Dataset entries:
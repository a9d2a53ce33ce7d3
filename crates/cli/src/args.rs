use std::path::PathBuf;

use anyhow::{anyhow, bail, Context, Result};
use metascore_core::RecordKind;

pub const USAGE: &str = "\
Usage:
  metascore search <query> [--kind tv|movie|game] [--unsorted] [--config <path>]
  metascore detail <query> --kind tv|movie|game [--unsorted] [--config <path>]

Options:
  -k, --kind <kind>     Restrict to one kind (required for detail)
  -u, --unsorted        Keep upstream order instead of ranking by similarity
  -c, --config <path>   Config file (default: $METASCORE_CONFIG or ./metascore.toml)
  -h, --help            Show this help";

#[derive(Debug, Clone, PartialEq)]
pub enum Command {
    Search {
        query: String,
        kind: Option<RecordKind>,
    },
    Detail {
        query: String,
        kind: RecordKind,
    },
    Help,
}

#[derive(Debug, Clone, PartialEq)]
pub struct Args {
    pub command: Command,
    pub sort_by_similarity: bool,
    pub config: Option<PathBuf>,
}

pub fn parse_args<I>(args: I) -> Result<Args>
where
    I: IntoIterator<Item = String>,
{
    let mut args = args.into_iter();

    let mut subcommand: Option<String> = None;
    let mut query_parts: Vec<String> = Vec::new();
    let mut kind: Option<RecordKind> = None;
    let mut sort_by_similarity = true;
    let mut config: Option<PathBuf> = None;

    while let Some(a) = args.next() {
        match a.as_str() {
            "-k" | "--kind" => {
                let v = args.next().context("Missing value for --kind")?;
                kind = Some(v.parse().map_err(|e: String| anyhow!(e))?);
            }
            "-u" | "--unsorted" => sort_by_similarity = false,
            "-c" | "--config" => {
                config = Some(PathBuf::from(args.next().context("Missing config path")?));
            }
            "-h" | "--help" => {
                return Ok(Args {
                    command: Command::Help,
                    sort_by_similarity,
                    config,
                })
            }
            flag if flag.starts_with('-') && flag.len() > 1 => bail!("Unknown arg: {}", flag),
            _ if subcommand.is_none() => subcommand = Some(a.clone()),
            _ => query_parts.push(a.clone()),
        }
    }

    let query = query_parts.join(" ");

    let command = match subcommand.as_deref() {
        None => Command::Help,
        Some("search") => {
            if query.is_empty() {
                bail!("search requires a query");
            }
            Command::Search { query, kind }
        }
        Some("detail") => {
            if query.is_empty() {
                bail!("detail requires a query");
            }
            let kind = kind.context("detail requires --kind")?;
            Command::Detail { query, kind }
        }
        Some(other) => bail!("Unknown command: {}", other),
    };

    Ok(Args {
        command,
        sort_by_similarity,
        config,
    })
}
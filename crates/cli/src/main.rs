mod args;

use std::path::PathBuf;

use anyhow::{Context, Result};
use tracing::info;
use tracing_subscriber::{layer::SubscriberExt, util::SubscriberInitExt};

use metascore_core::{
    load_config, load_config_from_env, validate_config, Config, MetacriticClient,
};

use args::{parse_args, Args, Command, USAGE};

/// Config file picked up from the working directory when present
const DEFAULT_CONFIG_FILE: &str = "metascore.toml";

#[tokio::main]
async fn main() {
    if let Err(e) = run().await {
        eprintln!("Error: {:#}", e);
        std::process::exit(1);
    }
}

async fn run() -> Result<()> {
    let args = parse_args(std::env::args().skip(1))?;

    if args.command == Command::Help {
        println!("{}", USAGE);
        return Ok(());
    }

    let config = load(&args)?;
    validate_config(&config).context("Configuration validation failed")?;

    // Initialize logging
    tracing_subscriber::registry()
        .with(
            tracing_subscriber::EnvFilter::try_from_default_env()
                .unwrap_or_else(|_| config.log.filter.as_str().into()),
        )
        .with(tracing_subscriber::fmt::layer().with_writer(std::io::stderr))
        .init();

    let client = MetacriticClient::new(config.client).context("Failed to create client")?;

    let output = match args.command {
        Command::Help => return Ok(()),
        Command::Search { query, kind } => {
            info!(query = %query, "Searching");
            let results = client.search(&query, kind, args.sort_by_similarity).await;
            serde_json::to_string_pretty(&results)?
        }
        Command::Detail { query, kind } => {
            info!(query = %query, %kind, "Fetching details");
            let record = client
                .get_detail(&query, kind, args.sort_by_similarity)
                .await;
            serde_json::to_string_pretty(&record)?
        }
    };

    println!("{}", output);
    Ok(())
}

/// Resolve the config source: --config, then $METASCORE_CONFIG, then
/// ./metascore.toml if it exists, else defaults plus env overrides.
fn load(args: &Args) -> Result<Config> {
    let explicit = args
        .config
        .clone()
        .or_else(|| std::env::var("METASCORE_CONFIG").ok().map(PathBuf::from));

    if let Some(path) = explicit {
        return load_config(&path)
            .with_context(|| format!("Failed to load config from {:?}", path));
    }

    let local = PathBuf::from(DEFAULT_CONFIG_FILE);
    if local.exists() {
        return load_config(&local)
            .with_context(|| format!("Failed to load config from {:?}", local));
    }

    load_config_from_env().context("Failed to load config from environment")
}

BRIEF:
From the first line to the last, copy the records without alteration.

TASK RESPONSE:
repository a9d2a53ce33ce7d3
filename crates/cli/src/args.rs
use std::path::PathBuf;

use anyhow::{anyhow, bail, Context, Result};
use metascore_core::RecordKind;

pub const USAGE: &str = "\
Usage:
  metascore search <query> [--kind tv|movie|game] [--unsorted] [--config <path>]
  metascore detail <query> --kind tv|movie|game [--unsorted] [--config <path>]

Options:
  -k, --kind <kind>     Restrict to one kind (required for detail)
  -u, --unsorted        Keep upstream order instead of ranking by similarity
  -c, --config <path>   Config file (default: $METASCORE_CONFIG or ./metascore.toml)
  -h, --help            Show this help";

#[derive(Debug, Clone, PartialEq)]
pub enum Command {
    Search {
        query: String,
        kind: Option<RecordKind>,
    },
    Detail {
        query: String,
        kind: RecordKind,
    },
    Help,
}

#[derive(Debug, Clone, PartialEq)]
pub struct Args {
    pub command: Command,
    pub sort_by_similarity: bool,
    pub config: Option<PathBuf>,
}

pub fn parse_args<I>(args: I) -> Result<Args>
where
    I: IntoIterator<Item = String>,
{
    let mut args = args.into_iter();

    let mut subcommand: Option<String> = None;
    let mut query_parts: Vec<String> = Vec::new();
    let mut kind: Option<RecordKind> = None;
    let mut sort_by_similarity = true;
    let mut config: Option<PathBuf> = None;

    while let Some(a) = args.next() {
        match a.as_str() {
            "-k" | "--kind" => {
                let v = args.next().context("Missing value for --kind")?;
                kind = Some(v.parse().map_err(|e: String| anyhow!(e))?);
            }
            "-u" | "--unsorted" => sort_by_similarity = false,
            "-c" | "--config" => {
                config = Some(PathBuf::from(args.next().context("Missing config path")?));
            }
            "-h" | "--help" => {
                return Ok(Args {
                    command: Command::Help,
                    sort_by_similarity,
                    config,
                })
            }
            flag if flag.starts_with('-') && flag.len() > 1 => bail!("Unknown arg: {}", flag),
            _ if subcommand.is_none() => subcommand = Some(a.clone()),
            _ => query_parts.push(a.clone()),
        }
    }

    let query = query_parts.join(" ");

    let command = match subcommand.as_deref() {
        None => Command::Help,
        Some("search") => {
            if query.is_empty() {
                bail!("search requires a query");
            }
            Command::Search { query, kind }
        }
        Some("detail") => {
            if query.is_empty() {
                bail!("detail requires a query");
            }
            let kind = kind.context("detail requires --kind")?;
            Command::Detail { query, kind }
        }
        Some(other) => bail!("Unknown command: {}", other),
    };

    Ok(Args {
        command,
        sort_by_similarity,
        config,
    })
}
filename crates/cli/src/main.rs
mod args;

use std::path::PathBuf;

use anyhow::{Context, Result};
use tracing::info;
use tracing_subscriber::{layer::SubscriberExt, util::SubscriberInitExt};

use metascore_core::{
    load_config, load_config_from_env, validate_config, Config, MetacriticClient,
};

use args::{parse_args, Args, Command, USAGE};

/// Config file picked up from the working directory when present
const DEFAULT_CONFIG_FILE: &str = "metascore.toml";

#[tokio::main]
async fn main() {
    if let Err(e) = run().await {
        eprintln!("Error: {:#}", e);
        std::process::exit(1);
    }
}

async fn run() -> Result<()> {
    let args = parse_args(std::env::args().skip(1))?;

    if args.command == Command::Help {
        println!("{}", USAGE);
        return Ok(());
    }

    let config = load(&args)?;
    validate_config(&config).context("Configuration validation failed")?;

    // Initialize logging
    tracing_subscriber::registry()
        .with(
            tracing_subscriber::EnvFilter::try_from_default_env()
                .unwrap_or_else(|_| config.log.filter.as_str().into()),
        )
        .with(tracing_subscriber::fmt::layer().with_writer(std::io::stderr))
        .init();

    let client = MetacriticClient::new(config.client).context("Failed to create client")?;

    let output = match args.command {
        Command::Help => return Ok(()),
        Command::Search { query, kind } => {
            info!(query = %query, "Searching");
            let results = client.search(&query, kind, args.sort_by_similarity).await;
            serde_json::to_string_pretty(&results)?
        }
        Command::Detail { query, kind } => {
            info!(query = %query, %kind, "Fetching details");
            let record = client
                .get_detail(&query, kind, args.sort_by_similarity)
                .await;
            serde_json::to_string_pretty(&record)?
        }
    };

    println!("{}", output);
    Ok(())
}

/// Resolve the config source: --config, then $METASCORE_CONFIG, then
/// ./metascore.toml if it exists, else defaults plus env overrides.
fn load(args: &Args) -> Result<Config> {
    let explicit = args
        .config
        .clone()
        .or_else(|| std::env::var("METASCORE_CONFIG").ok().map(PathBuf::from));

    if let Some(path) = explicit {
        return load_config(&path)
            .with_context(|| format!("Failed to load config from {:?}", path));
    }

    let local = PathBuf::from(DEFAULT_CONFIG_FILE);
    if local.exists() {
        return load_config(&local)
            .with_context(|| format!("Failed to load config from {:?}", local));
    }

    load_config_from_env().context("Failed to load config from environment")
}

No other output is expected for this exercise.